### Work required
How many lines of the entries below include the word "party"? Answer with the number alone.

### Excerpted data
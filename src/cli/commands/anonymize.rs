//! Anonymize command implementations
//!
//! `anonymize-text`, `anonymize-document` and `anonymize-transcript` all write the
//! full call result as JSON: the redacted `value`, its replacement `record`, the
//! replacement count and any warnings. Keep the record; it is the only way back.

use super::{build_engine, parse_json, read_input, report_error, write_json, write_text};
use crate::anonymization::audit::AuditLogger;
use crate::anonymization::models::Anonymized;
use crate::anonymization::RedactionEngine;
use crate::config::LexguardConfig;
use crate::domain::Result;
use clap::Args;
use futures::future::try_join_all;
use serde_json::Value;
use std::path::{Path, PathBuf};
use std::sync::Arc;
use std::time::Instant;

/// Arguments for the anonymize-text command
#[derive(Args, Debug)]
pub struct AnonymizeTextArgs {
    /// Text to anonymize; read from --input or stdin when omitted
    pub text: Option<String>,

    /// Read text from this file
    #[arg(short, long, conflicts_with = "text")]
    pub input: Option<PathBuf>,

    /// Entity types to redact (comma-separated); configured defaults when omitted
    #[arg(short, long, value_delimiter = ',')]
    pub entity_types: Vec<String>,

    /// Report what would be redacted without producing tokens
    #[arg(long)]
    pub dry_run: bool,

    /// Write the result to this file instead of stdout
    #[arg(short, long)]
    pub output: Option<PathBuf>,
}

impl AnonymizeTextArgs {
    /// Execute the anonymize-text command
    pub async fn execute(&self, config: &LexguardConfig) -> anyhow::Result<i32> {
        let engine = match build_engine(config) {
            Ok(engine) => engine,
            Err(e) => return Ok(report_error("Failed to initialize redaction engine", &e)),
        };

        let text = match &self.text {
            Some(text) => text.clone(),
            None => match read_input(self.input.as_deref()) {
                Ok(text) => text,
                Err(e) => return Ok(report_error("Failed to read input text", &e)),
            },
        };
        let entity_types = requested_types(&self.entity_types);

        if self.dry_run {
            let report = engine.detect(&text, entity_types);
            if let Err(e) = write_text(self.output.as_deref(), &report.format_console()) {
                return Ok(report_error("Failed to write dry-run report", &e));
            }
            return Ok(0);
        }

        let result = match engine.anonymize_text(&text, entity_types) {
            Ok(result) => result,
            Err(e) => return Ok(report_error("Anonymization failed", &e)),
        };

        let source = self
            .input
            .as_ref()
            .map(|p| p.display().to_string())
            .unwrap_or_else(|| "inline".to_string());
        Ok(finish(config, "anonymize-text", &source, &result, self.output.as_deref()))
    }
}

/// Arguments for the anonymize-document command
#[derive(Args, Debug)]
pub struct AnonymizeDocumentArgs {
    /// JSON documents to anonymize
    #[arg(required = true, num_args = 1..)]
    pub files: Vec<PathBuf>,

    /// Entity types to redact (comma-separated); configured defaults when omitted
    #[arg(short, long, value_delimiter = ',')]
    pub entity_types: Vec<String>,

    /// Document fields holding free text (comma-separated); configured defaults when omitted
    #[arg(short, long, value_delimiter = ',')]
    pub text_fields: Vec<String>,

    /// Directory for results; defaults to `<name>.anonymized.json` next to each input
    #[arg(short, long)]
    pub output_dir: Option<PathBuf>,
}

/// Outcome of one document processed on a worker thread
struct DocumentOutcome {
    input: PathBuf,
    output: PathBuf,
    result: Anonymized<Value>,
}

impl AnonymizeDocumentArgs {
    /// Execute the anonymize-document command
    ///
    /// Each document is anonymized on its own blocking worker; the engine is
    /// shared between them.
    pub async fn execute(&self, config: &LexguardConfig) -> anyhow::Result<i32> {
        let engine = match build_engine(config) {
            Ok(engine) => engine,
            Err(e) => return Ok(report_error("Failed to initialize redaction engine", &e)),
        };

        let start = Instant::now();
        let entity_types = Arc::new(self.entity_types.clone());
        let text_fields = Arc::new(self.text_fields.clone());
        let total = self.files.len();

        let handles = self.files.iter().map(|input| {
            let engine = engine.clone();
            let entity_types = Arc::clone(&entity_types);
            let text_fields = Arc::clone(&text_fields);
            let input = input.clone();
            let output = self.output_path_for(&input);

            tokio::task::spawn_blocking(move || {
                let outcome = anonymize_file(
                    &engine,
                    &input,
                    output,
                    requested_types(&entity_types),
                    requested_types(&text_fields),
                );
                (input, outcome)
            })
        });

        let outcomes = try_join_all(handles).await?;

        let audit = match AuditLogger::from_config(&config.audit) {
            Ok(audit) => audit,
            Err(e) => return Ok(report_error("Failed to open audit log", &e)),
        };

        let mut exit_code = 0;
        for (idx, (input, outcome)) in outcomes.into_iter().enumerate() {
            crate::log_batch_progress!(idx + 1, total);
            match outcome {
                Ok(done) => {
                    eprintln!(
                        "✅ {} → {} ({} replacement(s), {} token(s))",
                        done.input.display(),
                        done.output.display(),
                        done.result.replacements,
                        done.result.record.len()
                    );
                    print_warnings(&done.result);
                    let source = done.input.display().to_string();
                    if let Err(e) = audit.log_anonymization("anonymize-document", &source, &done.result)
                    {
                        exit_code = exit_code.max(report_error("Failed to write audit entry", &e));
                    }
                }
                Err(e) => {
                    let context = format!("Failed to anonymize {}", input.display());
                    exit_code = exit_code.max(report_error(&context, &e));
                }
            }
        }

        tracing::info!(
            documents = total,
            duration_ms = start.elapsed().as_millis() as u64,
            exit_code,
            "Document batch finished"
        );

        Ok(exit_code)
    }

    fn output_path_for(&self, input: &Path) -> PathBuf {
        let stem = input
            .file_stem()
            .map(|s| s.to_string_lossy().into_owned())
            .unwrap_or_else(|| "document".to_string());
        let file_name = format!("{stem}.anonymized.json");
        match &self.output_dir {
            Some(dir) => dir.join(file_name),
            None => input.with_file_name(file_name),
        }
    }
}

/// Arguments for the anonymize-transcript command
#[derive(Args, Debug)]
pub struct AnonymizeTranscriptArgs {
    /// Transcript JSON file; stdin when omitted
    pub file: Option<PathBuf>,

    /// Entity types to redact (comma-separated); configured defaults when omitted
    #[arg(short, long, value_delimiter = ',')]
    pub entity_types: Vec<String>,

    /// Write the result to this file instead of stdout
    #[arg(short, long)]
    pub output: Option<PathBuf>,
}

impl AnonymizeTranscriptArgs {
    /// Execute the anonymize-transcript command
    pub async fn execute(&self, config: &LexguardConfig) -> anyhow::Result<i32> {
        let engine = match build_engine(config) {
            Ok(engine) => engine,
            Err(e) => return Ok(report_error("Failed to initialize redaction engine", &e)),
        };

        let source = self
            .file
            .as_ref()
            .map(|p| p.display().to_string())
            .unwrap_or_else(|| "stdin".to_string());

        let transcript = match read_input(self.file.as_deref())
            .and_then(|content| parse_json(&content, &source))
        {
            Ok(value) => value,
            Err(e) => return Ok(report_error("Failed to read transcript", &e)),
        };

        let result =
            match engine.anonymize_transcript(&transcript, requested_types(&self.entity_types)) {
                Ok(result) => result,
                Err(e) => return Ok(report_error("Transcript anonymization failed", &e)),
            };

        Ok(finish(config, "anonymize-transcript", &source, &result, self.output.as_deref()))
    }
}

fn anonymize_file(
    engine: &RedactionEngine,
    input: &Path,
    output: PathBuf,
    entity_types: Option<&[String]>,
    text_fields: Option<&[String]>,
) -> Result<DocumentOutcome> {
    let content = read_input(Some(input))?;
    let document = parse_json(&content, &input.display().to_string())?;
    let result = engine.anonymize_document(&document, entity_types, text_fields)?;
    write_json(Some(&output), &result)?;
    Ok(DocumentOutcome {
        input: input.to_path_buf(),
        output,
        result,
    })
}

fn requested_types(values: &[String]) -> Option<&[String]> {
    (!values.is_empty()).then_some(values)
}

fn print_warnings<T>(result: &Anonymized<T>) {
    for warning in &result.warnings {
        eprintln!("⚠️  {warning}");
    }
}

/// Write the result, audit the call and print a summary; returns the exit code
fn finish<T: serde::Serialize>(
    config: &LexguardConfig,
    operation: &str,
    source: &str,
    result: &Anonymized<T>,
    output: Option<&Path>,
) -> i32 {
    let audited = AuditLogger::from_config(&config.audit)
        .and_then(|audit| audit.log_anonymization(operation, source, result));
    if let Err(e) = audited {
        return report_error("Failed to write audit entry", &e);
    }

    if let Err(e) = write_json(output, result) {
        return report_error("Failed to write result", &e);
    }

    if result.has_redactions() {
        eprintln!(
            "✅ {} replacement(s), {} token(s) in record",
            result.replacements,
            result.record.len()
        );
    } else {
        eprintln!("ℹ️  Nothing matched the requested entity types");
    }
    print_warnings(result);
    0
}

#[cfg(test)]
mod tests {
    use super::*;
    use serde_json::json;
    use tempfile::tempdir;

    #[test]
    fn test_requested_types() {
        assert!(requested_types(&[]).is_none());
        let types = vec!["DEFENDANT".to_string()];
        assert_eq!(requested_types(&types).unwrap().len(), 1);
    }

    #[test]
    fn test_output_path_for() {
        let args = AnonymizeDocumentArgs {
            files: vec![],
            entity_types: vec![],
            text_fields: vec![],
            output_dir: None,
        };
        assert_eq!(
            args.output_path_for(Path::new("cases/case-1.json")),
            PathBuf::from("cases/case-1.anonymized.json")
        );

        let args = AnonymizeDocumentArgs {
            output_dir: Some(PathBuf::from("out")),
            ..args
        };
        assert_eq!(
            args.output_path_for(Path::new("cases/case-1.json")),
            PathBuf::from("out/case-1.anonymized.json")
        );
    }

    #[tokio::test]
    async fn test_anonymize_documents_concurrently() {
        let dir = tempdir().unwrap();
        let first = dir.path().join("first.json");
        let second = dir.path().join("second.json");
        std::fs::write(&first, json!({"notes": "Victim Chioma lives at 12 Unity Road."}).to_string())
            .unwrap();
        std::fs::write(&second, json!({"statement": "The accused was seen."}).to_string()).unwrap();

        let args = AnonymizeDocumentArgs {
            files: vec![first, second],
            entity_types: vec!["VICTIM".into(), "ADDRESS".into(), "DEFENDANT".into()],
            text_fields: vec![],
            output_dir: Some(dir.path().join("out")),
        };
        let code = args.execute(&LexguardConfig::default()).await.unwrap();
        assert_eq!(code, 0);

        let written: Value = serde_json::from_str(
            &std::fs::read_to_string(dir.path().join("out/first.anonymized.json")).unwrap(),
        )
        .unwrap();
        assert_eq!(
            written["value"]["notes"],
            "Victim [REDACTED-VICTIM-1] lives at [REDACTED-ADDRESS-1]."
        );
        assert_eq!(written["record"].as_object().unwrap().len(), 2);
    }

    #[tokio::test]
    async fn test_bad_document_sets_validation_exit_code() {
        let dir = tempdir().unwrap();
        let bad = dir.path().join("bad.json");
        std::fs::write(&bad, "\"just a string\"").unwrap();

        let args = AnonymizeDocumentArgs {
            files: vec![bad],
            entity_types: vec![],
            text_fields: vec![],
            output_dir: Some(dir.path().join("out")),
        };
        let code = args.execute(&LexguardConfig::default()).await.unwrap();
        assert_eq!(code, 3);
    }
}
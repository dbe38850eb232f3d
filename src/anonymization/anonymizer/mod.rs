//! Token minting and redaction passes

pub mod redaction;
pub mod token_mapper;

pub use redaction::{RedactionPass, TRANSCRIPT_ENTRIES_FIELD};
pub use token_mapper::TokenMapper;
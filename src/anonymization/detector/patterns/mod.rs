//! Pattern registry for entity detection
//!
//! The registry is loaded once at startup and is immutable afterwards, so it can be
//! shared behind an `Arc` by any number of concurrent callers.

use crate::anonymization::models::{is_valid_entity_id, EntityTypeInfo, Sensitivity};
use crate::domain::{LexguardError, Result};
use regex::{Regex, RegexBuilder};
use serde::Deserialize;
use std::collections::{BTreeMap, HashMap};
use std::path::Path;

/// Where to load a pattern library from
#[derive(Debug, Clone, Copy)]
pub enum PatternSource<'a> {
    /// The library embedded in the binary
    Builtin,
    /// A `.toml` or `.json` file on disk
    File(&'a Path),
    /// TOML content held in memory
    Toml(&'a str),
}

/// Entity definition as written in the library file
#[derive(Debug, Clone, Deserialize)]
#[serde(deny_unknown_fields)]
pub struct EntityDefinition {
    /// Entity type identifier
    pub id: String,
    /// Sensitivity class
    pub sensitivity: Sensitivity,
    /// Human-readable description
    #[serde(default)]
    pub description: String,
    /// Literal keywords, matched on word boundaries
    #[serde(default)]
    pub keywords: Vec<String>,
    /// Raw regular expressions
    #[serde(default)]
    pub patterns: Vec<String>,
    /// Applies to `keywords` and `patterns`
    #[serde(default)]
    pub case_sensitive: bool,
    /// Rules with their own case-sensitivity flag
    #[serde(default)]
    pub rules: Vec<RuleDefinition>,
}

/// Single rule as written in the library file
#[derive(Debug, Clone, Deserialize)]
#[serde(deny_unknown_fields)]
pub struct RuleDefinition {
    /// Regular expression
    pub pattern: String,
    /// Match case exactly
    #[serde(default)]
    pub case_sensitive: bool,
}

/// Pattern library container
#[derive(Debug, Deserialize)]
#[serde(deny_unknown_fields)]
struct PatternLibrary {
    entities: Vec<EntityDefinition>,
}

/// Compiled detection rule
#[derive(Debug, Clone)]
pub struct DetectionRule {
    /// Entity type this rule detects
    pub entity_type: String,
    /// Compiled regex
    pub regex: Regex,
    /// Whether the regex was compiled case-sensitively
    pub case_sensitive: bool,
}

#[derive(Debug)]
struct RegisteredEntity {
    id: String,
    sensitivity: Sensitivity,
    description: String,
    rules: Vec<DetectionRule>,
}

/// Immutable table of entity type → ordered detection rules
#[derive(Debug)]
pub struct PatternRegistry {
    entities: Vec<RegisteredEntity>,
    index: HashMap<String, usize>,
}

impl PatternRegistry {
    /// Load a registry from the given source
    pub fn load(source: PatternSource<'_>) -> Result<Self> {
        match source {
            PatternSource::Builtin => Self::default_patterns(),
            PatternSource::File(path) => Self::from_file(path),
            PatternSource::Toml(content) => Self::from_toml(content),
        }
    }

    /// Create a registry from a `.toml` or `.json` file
    pub fn from_file<P: AsRef<Path>>(path: P) -> Result<Self> {
        let path = path.as_ref();
        let content = std::fs::read_to_string(path).map_err(|e| {
            LexguardError::Configuration(format!(
                "Failed to read pattern library {}: {e}",
                path.display()
            ))
        })?;

        match path.extension().and_then(|s| s.to_str()) {
            Some("toml") => Self::from_toml(&content),
            Some("json") => Self::from_json(&content),
            _ => Err(LexguardError::Configuration(format!(
                "Pattern library must be a .toml or .json file: {}",
                path.display()
            ))),
        }
    }

    /// Create a registry from TOML content
    pub fn from_toml(content: &str) -> Result<Self> {
        let library: PatternLibrary = toml::from_str(content).map_err(|e| {
            LexguardError::Configuration(format!("Failed to parse pattern library TOML: {e}"))
        })?;
        Self::from_definitions(library.entities)
    }

    /// Create a registry from JSON content with the same schema as the TOML form
    pub fn from_json(content: &str) -> Result<Self> {
        let library: PatternLibrary = serde_json::from_str(content).map_err(|e| {
            LexguardError::Configuration(format!("Failed to parse pattern library JSON: {e}"))
        })?;
        Self::from_definitions(library.entities)
    }

    /// Create the built-in registry
    pub fn default_patterns() -> Result<Self> {
        let default_toml = include_str!("../../../../patterns/entity_patterns.toml");
        Self::from_toml(default_toml)
    }

    /// Compile entity definitions, preserving their order
    pub fn from_definitions(definitions: Vec<EntityDefinition>) -> Result<Self> {
        let mut entities = Vec::with_capacity(definitions.len());
        let mut index = HashMap::new();

        for def in definitions {
            if !is_valid_entity_id(&def.id) {
                return Err(LexguardError::Configuration(format!(
                    "Invalid entity type id '{}': use upper-case letters, digits and underscores",
                    def.id
                )));
            }
            if index.contains_key(&def.id) {
                return Err(LexguardError::Configuration(format!(
                    "Duplicate entity type '{}' in pattern library",
                    def.id
                )));
            }

            let rules = compile_rules(&def)?;
            if rules.is_empty() {
                return Err(LexguardError::Configuration(format!(
                    "Entity type '{}' defines no detection rules",
                    def.id
                )));
            }

            index.insert(def.id.clone(), entities.len());
            entities.push(RegisteredEntity {
                id: def.id,
                sensitivity: def.sensitivity,
                description: def.description,
                rules,
            });
        }

        tracing::debug!(entity_types = entities.len(), "Pattern registry loaded");

        Ok(Self { entities, index })
    }

    /// Re-pin sensitivity classes; every overridden id must exist
    pub fn with_sensitivity_overrides(
        mut self,
        overrides: &BTreeMap<String, Sensitivity>,
    ) -> Result<Self> {
        for (id, sensitivity) in overrides {
            let idx = *self.index.get(id).ok_or_else(|| {
                LexguardError::Configuration(format!(
                    "Sensitivity override for unknown entity type '{id}'"
                ))
            })?;
            self.entities[idx].sensitivity = *sensitivity;
        }
        Ok(self)
    }

    /// Entity type ids in registry order
    pub fn entity_types(&self) -> Vec<&str> {
        self.entities.iter().map(|e| e.id.as_str()).collect()
    }

    /// Whether an entity type is registered
    pub fn contains(&self, entity_type: &str) -> bool {
        self.index.contains_key(entity_type)
    }

    /// Rules for an entity type, in registry order
    pub fn rules_for(&self, entity_type: &str) -> Option<&[DetectionRule]> {
        self.entity(entity_type).map(|e| e.rules.as_slice())
    }

    /// Sensitivity class pinned to an entity type
    pub fn sensitivity_of(&self, entity_type: &str) -> Option<Sensitivity> {
        self.entity(entity_type).map(|e| e.sensitivity)
    }

    /// Describe every registered entity type
    pub fn describe(&self) -> Vec<EntityTypeInfo> {
        self.entities
            .iter()
            .map(|e| EntityTypeInfo {
                id: e.id.clone(),
                sensitivity: e.sensitivity,
                description: e.description.clone(),
            })
            .collect()
    }

    /// Total number of compiled rules
    pub fn rule_count(&self) -> usize {
        self.entities.iter().map(|e| e.rules.len()).sum()
    }

    fn entity(&self, entity_type: &str) -> Option<&RegisteredEntity> {
        self.index.get(entity_type).map(|&idx| &self.entities[idx])
    }
}

fn compile_rules(def: &EntityDefinition) -> Result<Vec<DetectionRule>> {
    let mut rules = Vec::new();

    let keywords: Vec<&str> = def
        .keywords
        .iter()
        .map(|k| k.trim())
        .filter(|k| !k.is_empty())
        .collect();
    if !keywords.is_empty() {
        let pattern = keyword_pattern(&keywords);
        rules.push(compile_rule(&def.id, &pattern, def.case_sensitive)?);
    }

    for pattern in &def.patterns {
        rules.push(compile_rule(&def.id, pattern, def.case_sensitive)?);
    }

    for rule in &def.rules {
        rules.push(compile_rule(&def.id, &rule.pattern, rule.case_sensitive)?);
    }

    Ok(rules)
}

fn compile_rule(entity_type: &str, pattern: &str, case_sensitive: bool) -> Result<DetectionRule> {
    let regex = RegexBuilder::new(pattern)
        .case_insensitive(!case_sensitive)
        .build()
        .map_err(|e| {
            LexguardError::Configuration(format!(
                "Invalid regex for entity type '{entity_type}': {pattern}: {e}"
            ))
        })?;

    Ok(DetectionRule {
        entity_type: entity_type.to_string(),
        regex,
        case_sensitive,
    })
}

/// Build a word-bounded alternation of escaped keywords
///
/// Longer keywords come first so "injured party" wins over a shorter prefix, and
/// whitespace inside a keyword matches any whitespace run.
fn keyword_pattern(keywords: &[&str]) -> String {
    let mut sorted = keywords.to_vec();
    sorted.sort_by(|a, b| b.len().cmp(&a.len()).then_with(|| a.cmp(b)));
    sorted.dedup();

    let alternatives: Vec<String> = sorted
        .iter()
        .map(|k| {
            k.split_whitespace()
                .map(regex::escape)
                .collect::<Vec<_>>()
                .join(r"\s+")
        })
        .collect();

    format!(r"\b(?:{})\b", alternatives.join("|"))
}

#[cfg(test)]
mod tests {
    use super::*;

    #[test]
    fn test_load_default_patterns() {
        let registry = PatternRegistry::load(PatternSource::Builtin).unwrap();
        assert_eq!(
            registry.entity_types(),
            vec![
                "DEFENDANT", "VICTIM", "WITNESS", "MINOR", "ADDRESS", "PHONE", "EMAIL", "NIN",
                "PASSPORT"
            ]
        );
        assert!(registry.rule_count() >= registry.entity_types().len());
    }

    #[test]
    fn test_default_sensitivities() {
        let registry = PatternRegistry::default_patterns().unwrap();
        assert_eq!(registry.sensitivity_of("DEFENDANT"), Some(Sensitivity::High));
        assert_eq!(registry.sensitivity_of("WITNESS"), Some(Sensitivity::Medium));
        assert_eq!(registry.sensitivity_of("PHONE"), Some(Sensitivity::Low));
        assert_eq!(registry.sensitivity_of("JUDGE"), None);
    }

    #[test]
    fn test_email_pattern() {
        let registry = PatternRegistry::default_patterns().unwrap();
        let rules = registry.rules_for("EMAIL").unwrap();
        assert!(rules[0].regex.is_match("test@example.com"));
        assert!(!rules[0].regex.is_match("not-an-email"));
    }

    #[test]
    fn test_phone_pattern() {
        let registry = PatternRegistry::default_patterns().unwrap();
        let rules = registry.rules_for("PHONE").unwrap();
        let text = "Call me on +2348012345678 tonight";
        assert!(rules.iter().any(|r| r.regex.is_match(text)));
    }

    #[test]
    fn test_passport_rule_is_case_sensitive() {
        let registry = PatternRegistry::default_patterns().unwrap();
        let rule = &registry.rules_for("PASSPORT").unwrap()[0];
        assert!(rule.case_sensitive);
        assert!(rule.regex.is_match("A12345678"));
        assert!(!rule.regex.is_match("a12345678"));
    }

    #[test]
    fn test_keyword_rules_are_case_insensitive() {
        let registry = PatternRegistry::default_patterns().unwrap();
        let rule = &registry.rules_for("MINOR").unwrap()[0];
        assert!(rule.regex.is_match("The JUVENILE was present"));
        assert!(!rule.regex.is_match("childhood"));
    }

    #[test]
    fn test_keyword_pattern_prefers_longer_and_escapes() {
        let pattern = keyword_pattern(&["party", "injured party", "a.b"]);
        assert_eq!(pattern, r"\b(?:injured\s+party|party|a\.b)\b");
    }

    #[test]
    fn test_from_toml_preserves_rule_order() {
        let toml = r#"
[[entities]]
id = "COURT_REF"
sensitivity = "low"
patterns = ['CR-\d+', 'SUIT/\d+']

[[entities.rules]]
pattern = 'FHC/[A-Z]+'
case_sensitive = true
"#;
        let registry = PatternRegistry::from_toml(toml).unwrap();
        let rules = registry.rules_for("COURT_REF").unwrap();
        assert_eq!(rules.len(), 3);
        assert_eq!(rules[0].regex.as_str(), r"CR-\d+");
        assert_eq!(rules[2].regex.as_str(), "FHC/[A-Z]+");
        assert!(rules[2].case_sensitive);
    }

    #[test]
    fn test_from_json() {
        let json = r#"{"entities": [{"id": "CASE_NO", "sensitivity": "medium", "patterns": ["\\bCASE\\d+\\b"]}]}"#;
        let registry = PatternRegistry::from_json(json).unwrap();
        assert!(registry.contains("CASE_NO"));
    }

    #[test]
    fn test_invalid_regex_is_config_error() {
        let toml = r#"
[[entities]]
id = "BROKEN"
sensitivity = "low"
patterns = ['(unclosed']
"#;
        let err = PatternRegistry::from_toml(toml).unwrap_err();
        assert!(matches!(err, LexguardError::Configuration(_)));
        assert!(err.to_string().contains("BROKEN"));
    }

    #[test]
    fn test_invalid_entity_id_is_config_error() {
        let toml = r#"
[[entities]]
id = "case-no"
sensitivity = "low"
patterns = ['x']
"#;
        assert!(matches!(
            PatternRegistry::from_toml(toml),
            Err(LexguardError::Configuration(_))
        ));
    }

    #[test]
    fn test_duplicate_and_empty_entities_rejected() {
        let duplicate = r#"
[[entities]]
id = "A"
sensitivity = "low"
patterns = ['a']

[[entities]]
id = "A"
sensitivity = "low"
patterns = ['b']
"#;
        assert!(PatternRegistry::from_toml(duplicate).is_err());

        let empty = r#"
[[entities]]
id = "EMPTY"
sensitivity = "low"
keywords = ["  "]
"#;
        let err = PatternRegistry::from_toml(empty).unwrap_err();
        assert!(err.to_string().contains("no detection rules"));
    }

    #[test]
    fn test_unknown_sensitivity_rejected() {
        let toml = r#"
[[entities]]
id = "A"
sensitivity = "secret"
patterns = ['a']
"#;
        assert!(PatternRegistry::from_toml(toml).is_err());
    }

    #[test]
    fn test_sensitivity_overrides() {
        let mut overrides = BTreeMap::new();
        overrides.insert("NIN".to_string(), Sensitivity::Medium);
        let registry = PatternRegistry::default_patterns()
            .unwrap()
            .with_sensitivity_overrides(&overrides)
            .unwrap();
        assert_eq!(registry.sensitivity_of("NIN"), Some(Sensitivity::Medium));

        overrides.insert("JUDGE".to_string(), Sensitivity::High);
        let err = PatternRegistry::default_patterns()
            .unwrap()
            .with_sensitivity_overrides(&overrides)
            .unwrap_err();
        assert!(err.to_string().contains("JUDGE"));
    }

    #[test]
    fn test_missing_file_is_config_error() {
        let err = PatternRegistry::from_file("/nonexistent/patterns.toml").unwrap_err();
        assert!(matches!(err, LexguardError::Configuration(_)));
    }

    #[test]
    fn test_wrong_extension_rejected() {
        let dir = tempfile::tempdir().unwrap();
        let path = dir.path().join("patterns.yaml");
        std::fs::write(&path, "entities: []").unwrap();
        let err = PatternRegistry::from_file(&path).unwrap_err();
        assert!(err.to_string().contains(".toml or .json"));
    }
}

### Result for this task
3